Alawi has called for the residency of foreign workers in the oil-rich Gulf states to be limited to six years but the leadership of the six-nation Gulf Cooperation Council has not followed up on the proposal.
“The commercial lobby in the Gulf thwarted the project which was in the final phases before being implemented,” he said.
Alawi said that Gulf nationals were “lazy” and “spoilt”, relying on imported labour for the simplest of tasks.
“A lord with billions in Great Britain cleans his own car on a Sunday morning, whereas people of the Gulf look for someone to hand them a glass of water from just a couple of metres away,” he said.
“If the Gulf governments do not watch out for this tsunami of foreign labourers, the fate of this region is very worrying,” he said.
In October, Alawi called for the Gulf’s “sponsonship” system to be abandoned, saying it left foreign workers at the mercy of the individuals or institutions which employ them.

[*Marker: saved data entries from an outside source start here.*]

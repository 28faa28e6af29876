use actix_web::{get, web, HttpResponse, Responder};
use sea_orm::{ConnectionTrait, Statement};
use serde::Serialize;
use tracing::error;
use utoipa::ToSchema;

use crate::shared::api::ApiResponse;
use crate::AppState;

#[derive(Serialize, ToSchema)]
pub struct HealthResponse {
    #[schema(example = "healthy")]
    pub status: &'static str,
    #[schema(example = "Course Platform API")]
    pub message: String,
}

#[derive(Serialize, ToSchema)]
pub struct ReadinessResponse {
    #[schema(example = "ready")]
    pub status: &'static str,
    #[schema(example = "ok")]
    pub database: &'static str,
}

/// LIVENESS PROBE
/// - No I/O
#[utoipa::path(
    get,
    path = "/api/health",
    tag = "health",
    responses((status = 200, description = "Service is up", body = HealthResponse))
)]
#[get("/api/health")]
pub async fn health(state: web::Data<AppState>) -> impl Responder {
    HttpResponse::Ok().json(HealthResponse {
        status: "healthy",
        message: state.app_name.clone(),
    })
}

/// READINESS PROBE
/// - Pings the database
#[utoipa::path(
    get,
    path = "/api/ready",
    tag = "health",
    responses(
        (status = 200, description = "Database reachable", body = ReadinessResponse),
        (status = 503, description = "Database unreachable")
    )
)]
#[get("/api/ready")]
pub async fn readiness(state: web::Data<AppState>) -> impl Responder {
    let db = &state.db;
    match db
        .execute(Statement::from_string(db.get_database_backend(), "SELECT 1"))
        .await
    {
        Ok(_) => HttpResponse::Ok().json(ReadinessResponse {
            status: "ready",
            database: "ok",
        }),
        Err(e) => {
            error!("Readiness check failed: {}", e);
            ApiResponse::service_unavailable("DATABASE_UNAVAILABLE", "Database is not reachable")
        }
    }
}
pub mod delete_course_service;
pub mod get_analytics_service;
pub mod get_dashboard_service;
pub mod list_courses_service;
pub mod list_enrollments_service;
pub mod list_users_service;
pub mod update_course_service;
pub mod update_user_role_service;
pub mod update_user_status_service;

pub use delete_course_service::DeleteCourseService;
pub use get_analytics_service::GetAnalyticsService;
pub use get_dashboard_service::GetDashboardService;
pub use list_courses_service::ListCoursesService;
pub use list_enrollments_service::ListEnrollmentsService;
pub use list_users_service::ListUsersService;
pub use update_course_service::UpdateCourseService;
pub use update_user_role_service::UpdateUserRoleService;
pub use update_user_status_service::UpdateUserStatusService;
use async_trait::async_trait;
use tracing::{info, warn};
use uuid::Uuid;

use crate::admin::application::ports::incoming::use_cases::{
    DeleteCourseError, DeleteCourseUseCase,
};
use crate::course::application::ports::outgoing::CourseRepository;

pub struct DeleteCourseService<R>
where
    R: CourseRepository,
{
    repo: R,
}

impl<R> DeleteCourseService<R>
where
    R: CourseRepository,
{
    pub fn new(repo: R) -> Self {
        Self { repo }
    }
}

#[async_trait]
impl<R> DeleteCourseUseCase for DeleteCourseService<R>
where
    R: CourseRepository + Send + Sync,
{
    async fn execute(&self, course_id: Uuid) -> Result<(), DeleteCourseError> {
        match self.repo.delete_course(course_id).await {
            Ok(()) => {
                info!(%course_id, "Course deleted");
                Ok(())
            }
            Err(err) => {
                let err = DeleteCourseError::from(err);
                if let DeleteCourseError::HasEnrollments(count) = err {
                    warn!(%course_id, count, "Refusing to delete course with enrollments");
                }
                Err(err)
            }
        }
    }
}
use async_trait::async_trait;
use uuid::Uuid;

use crate::course::application::domain::entities::Enrollment;

#[derive(Debug, Clone, PartialEq, thiserror::Error)]
pub enum EnrollmentRepositoryError {
    #[error("Already enrolled in this course")]
    AlreadyEnrolled,

    #[error("Course not found")]
    CourseNotFound,

    #[error("User not found")]
    UserNotFound,

    #[error("Database error: {0}")]
    DatabaseError(String),

    #[error("Serialization error: {0}")]
    SerializationError(String),
}

#[async_trait]
pub trait EnrollmentRepository: Send + Sync {
    /// In one transaction: appends the course to the user's enrolled list,
    /// bumps the course's student count and records a completed enrollment.
    async fn enroll_free(
        &self,
        user_id: Uuid,
        course_id: Uuid,
    ) -> Result<Enrollment, EnrollmentRepositoryError>;

    /// Records a pending enrollment, or returns the one already pending for
    /// this user and course.
    async fn begin_paid_enrollment(
        &self,
        user_id: Uuid,
        course_id: Uuid,
    ) -> Result<Enrollment, EnrollmentRepositoryError>;
}
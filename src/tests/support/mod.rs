pub mod app_state_builder;
pub mod fixtures;
pub mod in_memory;
pub mod stubs;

He called for government to oversee visas and work permits to protect the rights of foreign workers, in a region which human rights organisations have often accused of abusing employees in slave-like conditions.
AFP – 28 Jan, ’08
There you have it. It’s official. We – the Arabs – are lazy, greedy and incompetent. Said by the sitting Minister of Labour. The same minister who had his plans to limit the expatriate entry-level worker’s presence in the Gulf to a maximum of 6 years thwarted rather spectacularly by the Board of Directors of the Arabian Gulf.

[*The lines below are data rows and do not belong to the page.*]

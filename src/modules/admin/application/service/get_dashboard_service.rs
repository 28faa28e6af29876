use async_trait::async_trait;

use crate::admin::application::domain::analytics::{
    course_stats, dashboard_totals, enrich_enrollments, RECENT_ENROLLMENTS,
};
use crate::admin::application::ports::incoming::use_cases::{
    DashboardReport, GetDashboardError, GetDashboardUseCase,
};
use crate::admin::application::ports::outgoing::AdminQuery;

pub struct GetDashboardService<Q>
where
    Q: AdminQuery,
{
    query: Q,
}

impl<Q> GetDashboardService<Q>
where
    Q: AdminQuery,
{
    pub fn new(query: Q) -> Self {
        Self { query }
    }
}

#[async_trait]
impl<Q> GetDashboardUseCase for GetDashboardService<Q>
where
    Q: AdminQuery + Send + Sync,
{
    async fn execute(&self) -> Result<DashboardReport, GetDashboardError> {
        let users = self.query.list_users().await?;
        let courses = self.query.list_courses().await?;
        let enrollments = self.query.list_enrollments().await?;

        let stats = course_stats(&courses, &enrollments);
        let totals = dashboard_totals(&users, &courses, &enrollments, &stats);

        let recent: Vec<_> = enrollments.into_iter().take(RECENT_ENROLLMENTS).collect();
        let recent_enrollments = enrich_enrollments(recent, &users, &courses);

        Ok(DashboardReport {
            totals,
            recent_enrollments,
            course_stats: stats,
        })
    }
}
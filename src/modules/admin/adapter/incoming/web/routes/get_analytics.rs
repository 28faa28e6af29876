use actix_web::{get, web, Responder};
use serde::Serialize;
use tracing::error;
use utoipa::ToSchema;

use super::dto::{CourseStatsResponse, MonthlyTrendResponse, TypeDistributionResponse};
use crate::api::schemas::{ErrorResponse, SuccessResponse};
use crate::shared::api::ApiResponse;
use crate::AppState;

#[derive(Debug, Serialize, ToSchema)]
pub struct AnalyticsResponse {
    /// Six calendar months, oldest first, ending with the current one
    pub monthly_trends: Vec<MonthlyTrendResponse>,
    pub course_type_distribution: TypeDistributionResponse,
    /// Five courses with the most completed enrollments
    pub top_courses: Vec<CourseStatsResponse>,
}

/// Enrollment trends and course rankings
#[utoipa::path(
    get,
    path = "/api/admin/analytics",
    tag = "admin",
    security(("bearer_auth" = [])),
    responses(
        (status = 200, description = "Analytics", body = inline(SuccessResponse<AnalyticsResponse>)),
        (status = 403, description = "Admin access required", body = ErrorResponse),
    )
)]
#[get("/analytics")]
pub async fn get_analytics_handler(data: web::Data<AppState>) -> impl Responder {
    match data.admin.analytics.execute().await {
        Ok(report) => ApiResponse::success(AnalyticsResponse {
            monthly_trends: report
                .monthly_trends
                .into_iter()
                .map(MonthlyTrendResponse::from)
                .collect(),
            course_type_distribution: report.course_type_distribution.into(),
            top_courses: report
                .top_courses
                .into_iter()
                .map(CourseStatsResponse::from)
                .collect(),
        }),
        Err(e) => {
            error!("Failed to build analytics: {}", e);
            ApiResponse::internal_error()
        }
    }
}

The passion which was evident in his 6-year-stint plan has not left him, in fact he is now passionately warning of another ‘Asian Tsunami’ which will result in a complete demographic change in these countries. In his latest salvo, it is akin to him gleefully poking eyes and saying ‘I told you so’.
Mansour Al-Jamri, the editor of Al-Wasat in Bahrain agrees with him. In his column this morning, he outlines the legitimate danger [translate] this situation can result in. Al-Jamri suggests that foreign labour we customarily have and as their visas suggest, should not be classified as temporary due to their semi-permanence in our communities. He contends that what we really have is full-scale emigration. And this, denotes the possibility of them soon demanding their human and political rights.
Whether we like it or not, international conventions give them those rights. After all, quite a lot of them have already surpassed the requirements to gain the citizenship in the country they chose to work in even by using local constitutions and laws.
When this happens, a big political problem will occur for our communities. This concerted and sudden demographic change left unchecked and uncontrolled will lead to social disharmony at the very least. In Bahrain, we are already experiencing this phenomenon with the supposed “immoral” naturalizations.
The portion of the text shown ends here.